Mendota Heights greenlights more invasive plant removal, prairie restoration

file photo • The Mendota Heights City Council approved plans May 1 for prairie management at the Pilot Knob Preservation Open Space, as well as invasive plant species removal at two other parks.

On May 1, the Mendota Heights City Council approved plans for more work to be done on removing invasive plant species from Valley Park and Rogers Lake Park, as well as continued work at the Pilot Knob Preservation Open Space.

Ryan Ruzek, public works director, said Great River Greening was set to go for invasive plant and prairie management at the sites.

Over the last several years, Great River Greening has assisted the city in invasive species management at Valley Park.

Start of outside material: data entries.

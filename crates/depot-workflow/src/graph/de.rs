//! Lenient deserialization helpers.
//!
//! Workflow payloads are produced by many frontends and are frequently
//! inconsistent. These helpers absorb shape mismatches at the field level so
//! that one bad field or element never rejects the surrounding document.

use serde::de::DeserializeOwned;
use serde::{Deserialize, Deserializer};
use serde_json::Value;

/// Deserializes a field into `Some(T)`, degrading to `None` when the value
/// does not match the expected shape.
pub(crate) fn lenient<'de, D, T>(deserializer: D) -> Result<Option<T>, D::Error>
where
    D: Deserializer<'de>,
    T: DeserializeOwned,
{
    let value = Value::deserialize(deserializer)?;
    Ok(serde_json::from_value(value).ok())
}

/// Deserializes an array field element-by-element, skipping elements that do
/// not match the expected shape. Non-array values yield an empty sequence.
pub(crate) fn lenient_seq<'de, D, T>(deserializer: D) -> Result<Vec<T>, D::Error>
where
    D: Deserializer<'de>,
    T: DeserializeOwned,
{
    let value = Value::deserialize(deserializer)?;
    match value {
        Value::Array(items) => Ok(items
            .into_iter()
            .filter_map(|item| serde_json::from_value(item).ok())
            .collect()),
        _ => Ok(Vec::new()),
    }
}

#[cfg(test)]
mod tests {
    use serde::Deserialize;
    use serde_json::json;

    use super::*;

    #[derive(Debug, Default, PartialEq, Deserialize)]
    struct Holder {
        #[serde(default, deserialize_with = "lenient")]
        tag: Option<String>,
        #[serde(default, deserialize_with = "lenient_seq")]
        items: Vec<u32>,
    }

    #[test]
    fn test_lenient_absorbs_wrong_types() {
        let holder: Holder = serde_json::from_value(json!({"tag": ["x"]})).unwrap();
        assert_eq!(holder.tag, None);
    }

    #[test]
    fn test_lenient_passes_matching_values() {
        let holder: Holder = serde_json::from_value(json!({"tag": "x"})).unwrap();
        assert_eq!(holder.tag.as_deref(), Some("x"));
    }

    #[test]
    fn test_lenient_seq_skips_bad_elements() {
        let holder: Holder = serde_json::from_value(json!({"items": [1, "two", 3]})).unwrap();
        assert_eq!(holder.items, vec![1, 3]);
    }

    #[test]
    fn test_lenient_seq_non_array_is_empty() {
        let holder: Holder = serde_json::from_value(json!({"items": "nope"})).unwrap();
        assert!(holder.items.is_empty());
    }
}
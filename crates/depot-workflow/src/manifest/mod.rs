//! Dependency manifest types.
//!
//! The manifest is the structured output of extraction: model files grouped
//! by a closed set of categories, plus the custom-node packages the workflow
//! requires. Its serialized form is the wire contract shared with the
//! availability checker and the provisioner.

use std::collections::BTreeMap;

use serde::{Deserialize, Serialize};
use strum::IntoEnumIterator;

/// Origin package id used by built-in nodes; never reported as a dependency.
pub const CORE_PACKAGE_ID: &str = "comfy-core";

/// Version recorded for packages that do not declare one.
pub const DEFAULT_PACKAGE_VERSION: &str = "latest";

/// The closed set of model categories a workflow may depend on.
///
/// Categories serialize in snake_case and sort in declaration order, which
/// fixes the key order of serialized manifests.
#[derive(Clone, Copy, PartialEq, Eq, PartialOrd, Ord, Hash)]
#[derive(Debug, Serialize, Deserialize, strum::Display, strum::EnumIter)]
#[serde(rename_all = "snake_case")]
#[strum(serialize_all = "snake_case")]
pub enum ModelCategory {
    /// Full checkpoint models.
    Checkpoints,
    /// Variational autoencoders.
    Vae,
    /// LoRA adaptation weights.
    Loras,
    /// Upscaling models.
    UpscaleModels,
    /// ControlNet conditioning models.
    Controlnet,
    /// CLIP text-model weights.
    Clip,
    /// CLIP vision encoders.
    ClipVision,
    /// Standalone text encoders.
    TextEncoders,
    /// Bare diffusion / UNet weights.
    DiffusionModels,
    /// Textual-inversion embeddings.
    Embedding,
    /// Style transfer models.
    StyleModels,
    /// Hypernetwork weights.
    Hypernetworks,
    /// GLIGEN grounding models.
    Gligen,
}

impl ModelCategory {
    /// Bucket folder under `models/` holding this category.
    ///
    /// Identical to the category name except for `embedding`, whose storage
    /// folder has historically been pluralized.
    pub const fn storage_folder(&self) -> &'static str {
        match self {
            Self::Checkpoints => "checkpoints",
            Self::Vae => "vae",
            Self::Loras => "loras",
            Self::UpscaleModels => "upscale_models",
            Self::Controlnet => "controlnet",
            Self::Clip => "clip",
            Self::ClipVision => "clip_vision",
            Self::TextEncoders => "text_encoders",
            Self::DiffusionModels => "diffusion_models",
            Self::Embedding => "embeddings",
            Self::StyleModels => "style_models",
            Self::Hypernetworks => "hypernetworks",
            Self::Gligen => "gligen",
        }
    }
}

/// A required custom-node package.
#[derive(Debug, Clone, PartialEq, Eq, Serialize, Deserialize)]
pub struct CustomNode {
    /// Package id in the node registry.
    pub node: String,
    /// Declared version, or [`DEFAULT_PACKAGE_VERSION`].
    pub version: String,
}

/// External dependencies of one workflow graph.
///
/// Invariants upheld by extraction:
/// - every category key is present, with a deduplicated, lexicographically
///   sorted sequence of resource names;
/// - `custom-nodes` carries at most one entry per package id, in the order
///   packages were first encountered.
#[derive(Debug, Clone, PartialEq, Eq, Serialize, Deserialize)]
pub struct DependencyManifest {
    /// Required model files, grouped by category.
    #[serde(default)]
    pub models: BTreeMap<ModelCategory, Vec<String>>,
    /// Required custom-node packages.
    #[serde(rename = "custom-nodes", default)]
    pub custom_nodes: Vec<CustomNode>,
}

impl DependencyManifest {
    /// Returns a manifest with every category present and empty.
    pub fn empty() -> Self {
        Self {
            models: ModelCategory::iter().map(|c| (c, Vec::new())).collect(),
            custom_nodes: Vec::new(),
        }
    }

    /// Returns whether the manifest records no dependencies at all.
    pub fn is_empty(&self) -> bool {
        self.custom_nodes.is_empty() && self.models.values().all(Vec::is_empty)
    }

    /// Resource names recorded for one category.
    pub fn models_in(&self, category: ModelCategory) -> &[String] {
        self.models.get(&category).map_or(&[], Vec::as_slice)
    }

    /// Total number of model references across all categories.
    pub fn model_count(&self) -> usize {
        self.models.values().map(Vec::len).sum()
    }
}

impl Default for DependencyManifest {
    fn default() -> Self {
        Self::empty()
    }
}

In 2018, Ruzek said there is also a proposal to continue work at Rogers Lake Park. 

“Great River Greening is proposing to have three smaller events, which would help control the buckthorn and garlic mustard,” Ruzek said.

In addition, other work would include prairie management and preservation at Pilot Knob.


Work plans

Ruzek said Great River Greening is proposing to conduct three private volunteer events at Rogers Lake Park to continue with buckthorn removal. In terms of maintenance, the group would continue to monitor last year’s cut area for buckthorn sprouts and re-sprouts, as well as monitor garlic mustard infestation. 

The city would pay $7,500 for the removal.

Work at Valley Park that has already been done includes two community events to remove buckthorn and seed the area with native plants.

Great River Greening would do additional maintenance on spot areas with invasive plants. Ruzek said the city would pay $2,500 for that work.

The 2018 work plan for the Pilot Knob Preservation Open Space area includes re-doing the prairie reconstruction on eight acres in the north half of the park. 

“The first prairie management, we are getting some good species there but they’re not seeing the diversity that they were expecting,” Ruzek said. 

Work will include switching some areas to more pollinator-friendly shrubs and replanting the prairie areas. 

Additional work will include improving hill prairie grass and conservation haying, among other work. Ruzek said staff met with Dakota County, Great River Greening and the Pilot Knob Preservation Association to walk the site. He said Great River Greening is proposing to put together a management plan for the area, which will include additional improvements. 

Other maintenance work at Pilot Knob this year will include invasive species management, right-of-way management and monitoring. The cost to the city for that work is $10,700.


Firsthand experience

Council member Liz Petschel said she worked an event at Valley Park earlier this year.

“It’s a mistake necessarily to think it’s in the park. We got on the trail and went deep into the trail and took a deer path down to the stream and cut all the buckthorn on the bank of the stream,” she said. 

Petschel said the amount of buckthorn they cut that day was “astounding.” She said the hardest part of removing invasive species and the replacement of them with natural planting is how much patience it takes. 

Petschel said the work done at Pilot Knob speaks for itself, especially when thinking about its previous state.

She added that it would be a mistake to not include Great River Greening when the city is looking at its natural resources planning along with its long-term comprehensive plan.

Council member Ultan Duggan asked about other areas in the city with buckthorn and when they would be addressed. Ruzek said staff is working on a plan. 

On May 16, there is a joint Parks and Recreation Commission and city council meeting, which will be geared toward natural resources. At the meeting, the commission and council intend to look at updating the city’s natural resource plan, which could include more citywide improvements. 

Ruzek said other citizen volunteer groups are also looking to help with improvements. 

The council approved the work plans unanimously.